一月ほどでバリスタの槍の上にハンググライダーの骨格を乗せた試作機を完成させ、夕闇の海に打ち出した。
初号機は発射直後に空中分解して墜落し、見事なまでぐちゃぐちゃに破壊されたと聞いている。
強度不足だった。
又右衛門は機体の強度を上げる事に四苦八苦した。
アルミ合金やカーボンファイバーなどの丈夫な素材は存在しない。
軽い素材として竹をベースに組み立てたが、発射の勢いに耐えられない。
厚さ二ミリの薄い鉄パイプにも挑戦したが、均一な薄い鉄板を作る事が難しい。
仮に巧く出来てもそれを均一な円柱に丸めるのが難しい。
鉄砲用の試作プレス機は銃身の長さであり、物干し竿のプレスができない。
鍛冶師の方が匙を投げた。
又右衛門は鉄パイプを諦め、竹に鉄糸を巻き付けて強度を上げる工法を生み出した。
夏の前に二号機が完成した。
前回と同様に村人を集め、バリスタの弓を張ると台に乗せたハンググライダーを打ち出した。
今度は打ち上げに成功して海に着水した。
ハンググライダーは台座ごと墜落して破損したが、成功は成功だ。
次の課題は、台座とハンググライダーの分離であった。
俺も又右衛門から相談を受けた。
機体と台座を挟むクリップ式では発射時の衝撃に耐えきれなかった。
試行錯誤の後、三点式キャップが採用された。
台座はLの字に変えて機体の主軸を二点で支え、船首にも三点目の接合部を設けて解決した。
大きな竹の筒に船体を支える竹筒が治まる。
ミニチュア機で何度も実験を繰り返し、改良に改良を重ねた三号機の打ち出しに成功した。
そして、今日を迎えたのだ。
十五日満月と一日新月に近づくと満潮の水位が上がる。
満潮になるのは早朝と夕刻だ。
仕事を終えた村人が綱を引くだけで小遣いが貰えるので、井戸田と田子の村人百人が集まった。
俺は熱田神宮の帰りに井戸田の渡しに足を伸ばした。
俺の到着を待って実験が始まった。
ハンググライダーに乗ったさくらに声を掛けた。
「さくら、人類初の飛行士として名を刻め」
「はい。

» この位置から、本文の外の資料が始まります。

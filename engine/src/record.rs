//! Record types for the three collections.

use crate::RecordId;
use chrono::{DateTime, NaiveDate, NaiveTime, Utc};
use rust_decimal::Decimal;
use serde::{Deserialize, Serialize};
use std::fmt;
use std::str::FromStr;

/// The three logical collections mirrored locally and remotely.
#[derive(Debug, Clone, Copy, PartialEq, Eq, Hash, PartialOrd, Ord, Serialize, Deserialize)]
#[serde(rename_all = "lowercase")]
pub enum CollectionName {
    Products,
    Clients,
    Orders,
}

impl CollectionName {
    /// All collections, in the order they are loaded and synced.
    pub const ALL: [CollectionName; 3] = [
        CollectionName::Products,
        CollectionName::Clients,
        CollectionName::Orders,
    ];

    /// Wire name of the collection.
    pub fn as_str(&self) -> &'static str {
        match self {
            CollectionName::Products => "products",
            CollectionName::Clients => "clients",
            CollectionName::Orders => "orders",
        }
    }
}

impl fmt::Display for CollectionName {
    fn fmt(&self, f: &mut fmt::Formatter<'_>) -> fmt::Result {
        f.write_str(self.as_str())
    }
}

impl FromStr for CollectionName {
    type Err = String;

    fn from_str(s: &str) -> Result<Self, Self::Err> {
        match s {
            "products" => Ok(CollectionName::Products),
            "clients" => Ok(CollectionName::Clients),
            "orders" => Ok(CollectionName::Orders),
            other => Err(format!("unknown collection: {other}")),
        }
    }
}

/// A catalog product.
#[derive(Debug, Clone, PartialEq, Serialize, Deserialize)]
#[serde(rename_all = "camelCase")]
pub struct Product {
    pub id: RecordId,
    pub name: String,
    pub price: Decimal,
}

/// A customer.
#[derive(Debug, Clone, PartialEq, Serialize, Deserialize)]
#[serde(rename_all = "camelCase")]
pub struct Client {
    pub id: RecordId,
    pub name: String,
    #[serde(default)]
    pub phone: String,
}

/// A line of an order, owned by that order.
///
/// For catalog lines the id is the product id at the time the line was
/// added; name and price are copies, not references.
#[derive(Debug, Clone, PartialEq, Serialize, Deserialize)]
#[serde(rename_all = "camelCase")]
pub struct OrderItem {
    pub id: RecordId,
    pub name: String,
    pub price: Decimal,
    pub qty: u32,
}

impl OrderItem {
    /// `price × qty` for this line.
    pub fn subtotal(&self) -> Decimal {
        self.price * Decimal::from(self.qty)
    }
}

/// How an order was (or will be) paid.
#[derive(Debug, Clone, Copy, PartialEq, Eq, Default, Serialize, Deserialize)]
#[serde(rename_all = "lowercase")]
pub enum PaymentMethod {
    #[default]
    #[serde(alias = "dinheiro")]
    Cash,
    #[serde(alias = "cartao")]
    Card,
    Pix,
    #[serde(alias = "transferencia")]
    Transfer,
    #[serde(other)]
    Other,
}

/// A customer order for a single day.
#[derive(Debug, Clone, PartialEq, Serialize, Deserialize)]
#[serde(rename_all = "camelCase")]
pub struct Order {
    pub id: RecordId,
    pub date: NaiveDate,
    #[serde(with = "hhmm", default)]
    pub time: Option<NaiveTime>,
    /// Referenced client, or empty for walk-in orders.
    #[serde(default)]
    pub client_id: RecordId,
    /// Client name as it was when the order was saved.
    #[serde(default)]
    pub client_name: String,
    /// Client phone as it was when the order was saved.
    #[serde(default)]
    pub client_phone: String,
    pub items: Vec<OrderItem>,
    #[serde(default)]
    pub payment_method: PaymentMethod,
    #[serde(default)]
    pub paid: bool,
    pub total: Decimal,
    /// First save of this order. Absent on orders that predate it.
    #[serde(default, skip_serializing_if = "Option::is_none")]
    pub created_at: Option<DateTime<Utc>>,
    /// Last save of this order.
    #[serde(default, skip_serializing_if = "Option::is_none")]
    pub updated_at: Option<DateTime<Utc>>,
}

impl Order {
    /// Sum of `price × qty` over the items.
    pub fn computed_total(&self) -> Decimal {
        total_of(&self.items)
    }
}

/// Sum of `price × qty` over a slice of items.
pub fn total_of(items: &[OrderItem]) -> Decimal {
    items.iter().map(OrderItem::subtotal).sum()
}

/// Serde adapter for `"HH:MM"` times where the empty string means "no time".
pub mod hhmm {
    use chrono::NaiveTime;
    use serde::{Deserialize, Deserializer, Serializer};

    const FORMAT: &str = "%H:%M";

    pub fn serialize<S: Serializer>(time: &Option<NaiveTime>, s: S) -> Result<S::Ok, S::Error> {
        match time {
            Some(t) => s.serialize_str(&t.format(FORMAT).to_string()),
            None => s.serialize_str(""),
        }
    }

    pub fn deserialize<'de, D: Deserializer<'de>>(d: D) -> Result<Option<NaiveTime>, D::Error> {
        let raw = Option::<String>::deserialize(d)?.unwrap_or_default();
        parse(&raw).map_err(serde::de::Error::custom)
    }

    /// Parse `"HH:MM"` (or `"HH:MM:SS"`); blank input is `None`.
    pub fn parse(raw: &str) -> Result<Option<NaiveTime>, String> {
        let raw = raw.trim();
        if raw.is_empty() {
            return Ok(None);
        }
        NaiveTime::parse_from_str(raw, FORMAT)
            .or_else(|_| NaiveTime::parse_from_str(raw, "%H:%M:%S"))
            .map(Some)
            .map_err(|e| format!("invalid time '{raw}': {e}"))
    }
}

このさくら、あのお日様まで飛んでみせます」
「任せた」
「任されした」
さくらも気合い十分だ。
千代女から采配を受け取ると、天に掲げた。
それを勢いよく振り下ろすと、バリスタの留め金が外れて、ハンググライダーが天に舞った。
本当に天高く舞った。
そこから錐揉み状態となって地面に落ちて墜落した。
50尺(15メートル)は上昇したように見えたが、滑空距離は横に15尺(4。5メートル)もなかった。
というか、俺の頭上だった。
千代女が俺を抱くと後ろに飛んだ。
飛び散る破片を目の前に目撃し、俺は九死に一生を得る。
もちろん、ハンググライダーは大破だ。
「若様、申し訳ございません」
「千代、大丈夫だ。千代のお陰で無事だった。それよりさくらは生きているか?」
「さくらですか?」
「あの高さから落ちれば、一溜まりもない」
「大丈夫だと思います」
横の楓が海を指差した。
摘んだ岩の岸壁に波が当たって水しぶきを上げていた。
そして、海面からさくらが“ぶはぁ”と息をついで顔を出した。
「ぶはぁ、死ぬかと思いました」
「愚かモノ。さっさっと上がってこい」
「さくら、一人で戻れるか」
「大丈夫です」
さくらは無事で泳ぎながら岸に戻ってきた。
千代女が申し訳ないように頭を下げた。
「申し訳ございません。さくらが発射の瞬間に踏み込んだ為に、機体が先に飛び出しました。遅れて台座が動き出し、船首が台座の先端に当たって飛び跳ねました。さくらは持っていた棒の根元が折れて、そのまま海に落ちました。さくらが焦った為に起こった失敗です」
「よく見えていたな」
「普通に見えたと思いますが、お見えになりませんでしたか?」
「まったく見えなかった」
海から上がってきたさくらはびしょびしょだ。
すばやく幕を立てると、乾いた服にお着替えだ。
その間も千代女がさくらを叱っていた。
「若様を危険に晒してどういうつもりですか」
「すみません」
「まだ機体は残っています。成功しなければ、どうなるかわかっていますね」
「もちろんです。成功させてみせます」
成功するかどうかはわからんぞ?
もう脅迫だが、まださくらがまだヤル気でよかった。
しかし、落下も考慮して、安全性を考慮すると革服と安全ヘルメットも作った方が良さそうだと思った。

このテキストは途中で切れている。